## [TASK INPUT]
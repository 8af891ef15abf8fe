use std::time::Duration;

use ingest_core::params::EMPTY_PARAMS;
use ingest_core::types::ScriptId;
use ingest_workflow::{ConfigError, WorkflowConfig};

use crate::error::ClientResult;

/// Default request timeout for a single HTTP call.
const DEFAULT_REQUEST_TIMEOUT_SECS: u64 = 30;

const DEFAULT_API_URL: &str = "http://localhost:8080";

/// Client configuration loaded from environment variables.
#[derive(Debug, Clone, PartialEq, Eq)]
pub struct ClientConfig {
    /// Base URL of the content service, without a trailing slash.
    pub api_url: String,
    /// Bearer token sent with every request when set.
    pub api_token: Option<String>,
    /// Per-request HTTP timeout; `None` disables it.
    pub request_timeout: Option<Duration>,
    pub workflow: WorkflowConfig,
}

impl ClientConfig {
    /// Load configuration from environment variables with defaults.
    ///
    /// | Env Var                       | Default                 |
    /// |-------------------------------|-------------------------|
    /// | `INGEST_API_URL`              | `http://localhost:8080` |
    /// | `INGEST_API_TOKEN`            | unset                   |
    /// | `INGEST_REQUEST_TIMEOUT_SECS` | `30`                    |
    /// | `INGEST_SCRIPT_TIMEOUT_SECS`  | unset                   |
    /// | `INGEST_PERSIST_TIMEOUT_SECS` | unset                   |
    pub fn from_env() -> ClientResult<Self> {
        let mut config = Self::from_lookup(|var| std::env::var(var).ok())?;
        config.workflow = WorkflowConfig::from_env()?;
        Ok(config)
    }

    fn from_lookup(lookup: impl Fn(&str) -> Option<String>) -> Result<Self, ConfigError> {
        let api_url = lookup("INGEST_API_URL")
            .map(|v| v.trim().to_string())
            .filter(|v| !v.is_empty())
            .unwrap_or_else(|| DEFAULT_API_URL.into());
        if !api_url.starts_with("http://") && !api_url.starts_with("https://") {
            return Err(ConfigError::Invalid {
                var: "INGEST_API_URL",
                message: format!("expected an http(s) URL, got {api_url:?}"),
            });
        }

        let api_token = lookup("INGEST_API_TOKEN")
            .map(|v| v.trim().to_string())
            .filter(|v| !v.is_empty());

        let request_timeout = match lookup("INGEST_REQUEST_TIMEOUT_SECS") {
            None => Some(Duration::from_secs(DEFAULT_REQUEST_TIMEOUT_SECS)),
            Some(raw) => {
                let secs: u64 = raw.trim().parse().map_err(|_| ConfigError::InvalidSeconds {
                    var: "INGEST_REQUEST_TIMEOUT_SECS",
                    value: raw.clone(),
                })?;
                (secs > 0).then(|| Duration::from_secs(secs))
            }
        };

        Ok(Self {
            api_url: api_url.trim_end_matches('/').to_string(),
            api_token,
            request_timeout,
            workflow: WorkflowConfig::default(),
        })
    }
}

/// What the `ingest` binary should run.
#[derive(Debug, Clone, PartialEq, Eq)]
pub struct RunConfig {
    pub script_id: ScriptId,
    /// Raw JSON parameter buffer handed to the workflow.
    pub script_params: String,
}

impl RunConfig {
    /// | Env Var                | Default  |
    /// |------------------------|----------|
    /// | `INGEST_SCRIPT_ID`     | required |
    /// | `INGEST_SCRIPT_PARAMS` | `{}`     |
    pub fn from_env() -> ClientResult<Self> {
        Ok(Self::from_lookup(|var| std::env::var(var).ok())?)
    }

    fn from_lookup(lookup: impl Fn(&str) -> Option<String>) -> Result<Self, ConfigError> {
        let raw = lookup("INGEST_SCRIPT_ID")
            .filter(|v| !v.trim().is_empty())
            .ok_or(ConfigError::Missing {
                var: "INGEST_SCRIPT_ID",
            })?;
        let script_id = raw.trim().parse().map_err(|_| ConfigError::Invalid {
            var: "INGEST_SCRIPT_ID",
            message: format!("expected a numeric script id, got {raw:?}"),
        })?;

        Ok(Self {
            script_id,
            script_params: lookup("INGEST_SCRIPT_PARAMS").unwrap_or_else(|| EMPTY_PARAMS.into()),
        })
    }
}

// ---------------------------------------------------------------------------
// Tests
// ---------------------------------------------------------------------------

#[cfg(test)]
mod tests {
    use std::collections::HashMap;

    use assert_matches::assert_matches;

    use super::*;

    fn vars(pairs: &[(&str, &str)]) -> impl Fn(&str) -> Option<String> {
        let map: HashMap<String, String> = pairs
            .iter()
            .map(|(k, v)| (k.to_string(), v.to_string()))
            .collect();
        move |var| map.get(var).cloned()
    }

    #[test]
    fn defaults_apply_when_unset() {
        let config = ClientConfig::from_lookup(vars(&[])).unwrap();
        assert_eq!(config.api_url, "http://localhost:8080");
        assert_eq!(config.api_token, None);
        assert_eq!(config.request_timeout, Some(Duration::from_secs(30)));
    }

    #[test]
    fn trailing_slash_is_trimmed() {
        let config = ClientConfig::from_lookup(vars(&[
            ("INGEST_API_URL", "https://radio.example/ "),
            ("INGEST_API_TOKEN", "secret"),
            ("INGEST_REQUEST_TIMEOUT_SECS", "0"),
        ]))
        .unwrap();
        assert_eq!(config.api_url, "https://radio.example");
        assert_eq!(config.api_token.as_deref(), Some("secret"));
        assert_eq!(config.request_timeout, None);
    }

    #[test]
    fn non_http_url_is_rejected() {
        let err = ClientConfig::from_lookup(vars(&[("INGEST_API_URL", "localhost:8080")])).unwrap_err();
        assert_matches!(err, ConfigError::Invalid { var: "INGEST_API_URL", .. });
    }

    #[test]
    fn bad_timeout_is_rejected() {
        let err = ClientConfig::from_lookup(vars(&[("INGEST_REQUEST_TIMEOUT_SECS", "soon")]))
            .unwrap_err();
        assert_matches!(err, ConfigError::InvalidSeconds { .. });
    }

    #[test]
    fn run_config_requires_script_id() {
        assert_matches!(
            RunConfig::from_lookup(vars(&[])),
            Err(ConfigError::Missing { var: "INGEST_SCRIPT_ID" })
        );
        assert_matches!(
            RunConfig::from_lookup(vars(&[("INGEST_SCRIPT_ID", "rss")])),
            Err(ConfigError::Invalid { .. })
        );
    }

    #[test]
    fn run_config_defaults_params() {
        let run = RunConfig::from_lookup(vars(&[("INGEST_SCRIPT_ID", " 7 ")])).unwrap();
        assert_eq!(run.script_id, 7);
        assert_eq!(run.script_params, "{}");
    }
}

## [INSTRUCTIONS TO FOLLOW]
Produce an exact copy of all the records.

## [FINAL ANSWER]
repository 8af891ef15abf8fe
use std::time::Duration;

use ingest_core::params::EMPTY_PARAMS;
use ingest_core::types::ScriptId;
use ingest_workflow::{ConfigError, WorkflowConfig};

use crate::error::ClientResult;

/// Default request timeout for a single HTTP call.
const DEFAULT_REQUEST_TIMEOUT_SECS: u64 = 30;

const DEFAULT_API_URL: &str = "http://localhost:8080";

/// Client configuration loaded from environment variables.
#[derive(Debug, Clone, PartialEq, Eq)]
pub struct ClientConfig {
    /// Base URL of the content service, without a trailing slash.
    pub api_url: String,
    /// Bearer token sent with every request when set.
    pub api_token: Option<String>,
    /// Per-request HTTP timeout; `None` disables it.
    pub request_timeout: Option<Duration>,
    pub workflow: WorkflowConfig,
}

impl ClientConfig {
    /// Load configuration from environment variables with defaults.
    ///
    /// | Env Var                       | Default                 |
    /// |-------------------------------|-------------------------|
    /// | `INGEST_API_URL`              | `http://localhost:8080` |
    /// | `INGEST_API_TOKEN`            | unset                   |
    /// | `INGEST_REQUEST_TIMEOUT_SECS` | `30`                    |
    /// | `INGEST_SCRIPT_TIMEOUT_SECS`  | unset                   |
    /// | `INGEST_PERSIST_TIMEOUT_SECS` | unset                   |
    pub fn from_env() -> ClientResult<Self> {
        let mut config = Self::from_lookup(|var| std::env::var(var).ok())?;
        config.workflow = WorkflowConfig::from_env()?;
        Ok(config)
    }

    fn from_lookup(lookup: impl Fn(&str) -> Option<String>) -> Result<Self, ConfigError> {
        let api_url = lookup("INGEST_API_URL")
            .map(|v| v.trim().to_string())
            .filter(|v| !v.is_empty())
            .unwrap_or_else(|| DEFAULT_API_URL.into());
        if !api_url.starts_with("http://") && !api_url.starts_with("https://") {
            return Err(ConfigError::Invalid {
                var: "INGEST_API_URL",
                message: format!("expected an http(s) URL, got {api_url:?}"),
            });
        }

        let api_token = lookup("INGEST_API_TOKEN")
            .map(|v| v.trim().to_string())
            .filter(|v| !v.is_empty());

        let request_timeout = match lookup("INGEST_REQUEST_TIMEOUT_SECS") {
            None => Some(Duration::from_secs(DEFAULT_REQUEST_TIMEOUT_SECS)),
            Some(raw) => {
                let secs: u64 = raw.trim().parse().map_err(|_| ConfigError::InvalidSeconds {
                    var: "INGEST_REQUEST_TIMEOUT_SECS",
                    value: raw.clone(),
                })?;
                (secs > 0).then(|| Duration::from_secs(secs))
            }
        };

        Ok(Self {
            api_url: api_url.trim_end_matches('/').to_string(),
            api_token,
            request_timeout,
            workflow: WorkflowConfig::default(),
        })
    }
}

/// What the `ingest` binary should run.
#[derive(Debug, Clone, PartialEq, Eq)]
pub struct RunConfig {
    pub script_id: ScriptId,
    /// Raw JSON parameter buffer handed to the workflow.
    pub script_params: String,
}

impl RunConfig {
    /// | Env Var                | Default  |
    /// |------------------------|----------|
    /// | `INGEST_SCRIPT_ID`     | required |
    /// | `INGEST_SCRIPT_PARAMS` | `{}`     |
    pub fn from_env() -> ClientResult<Self> {
        Ok(Self::from_lookup(|var| std::env::var(var).ok())?)
    }

    fn from_lookup(lookup: impl Fn(&str) -> Option<String>) -> Result<Self, ConfigError> {
        let raw = lookup("INGEST_SCRIPT_ID")
            .filter(|v| !v.trim().is_empty())
            .ok_or(ConfigError::Missing {
                var: "INGEST_SCRIPT_ID",
            })?;
        let script_id = raw.trim().parse().map_err(|_| ConfigError::Invalid {
            var: "INGEST_SCRIPT_ID",
            message: format!("expected a numeric script id, got {raw:?}"),
        })?;

        Ok(Self {
            script_id,
            script_params: lookup("INGEST_SCRIPT_PARAMS").unwrap_or_else(|| EMPTY_PARAMS.into()),
        })
    }
}

// ---------------------------------------------------------------------------
// Tests
// ---------------------------------------------------------------------------

#[cfg(test)]
mod tests {
    use std::collections::HashMap;

    use assert_matches::assert_matches;

    use super::*;

    fn vars(pairs: &[(&str, &str)]) -> impl Fn(&str) -> Option<String> {
        let map: HashMap<String, String> = pairs
            .iter()
            .map(|(k, v)| (k.to_string(), v.to_string()))
            .collect();
        move |var| map.get(var).cloned()
    }

    #[test]
    fn defaults_apply_when_unset() {
        let config = ClientConfig::from_lookup(vars(&[])).unwrap();
        assert_eq!(config.api_url, "http://localhost:8080");
        assert_eq!(config.api_token, None);
        assert_eq!(config.request_timeout, Some(Duration::from_secs(30)));
    }

    #[test]
    fn trailing_slash_is_trimmed() {
        let config = ClientConfig::from_lookup(vars(&[
            ("INGEST_API_URL", "https://radio.example/ "),
            ("INGEST_API_TOKEN", "secret"),
            ("INGEST_REQUEST_TIMEOUT_SECS", "0"),
        ]))
        .unwrap();
        assert_eq!(config.api_url, "https://radio.example");
        assert_eq!(config.api_token.as_deref(), Some("secret"));
        assert_eq!(config.request_timeout, None);
    }

    #[test]
    fn non_http_url_is_rejected() {
        let err = ClientConfig::from_lookup(vars(&[("INGEST_API_URL", "localhost:8080")])).unwrap_err();
        assert_matches!(err, ConfigError::Invalid { var: "INGEST_API_URL", .. });
    }

    #[test]
    fn bad_timeout_is_rejected() {
        let err = ClientConfig::from_lookup(vars(&[("INGEST_REQUEST_TIMEOUT_SECS", "soon")]))
            .unwrap_err();
        assert_matches!(err, ConfigError::InvalidSeconds { .. });
    }

    #[test]
    fn run_config_requires_script_id() {
        assert_matches!(
            RunConfig::from_lookup(vars(&[])),
            Err(ConfigError::Missing { var: "INGEST_SCRIPT_ID" })
        );
        assert_matches!(
            RunConfig::from_lookup(vars(&[("INGEST_SCRIPT_ID", "rss")])),
            Err(ConfigError::Invalid { .. })
        );
    }

    #[test]
    fn run_config_defaults_params() {
        let run = RunConfig::from_lookup(vars(&[("INGEST_SCRIPT_ID", " 7 ")])).unwrap();
        assert_eq!(run.script_id, 7);
        assert_eq!(run.script_params, "{}");
    }
}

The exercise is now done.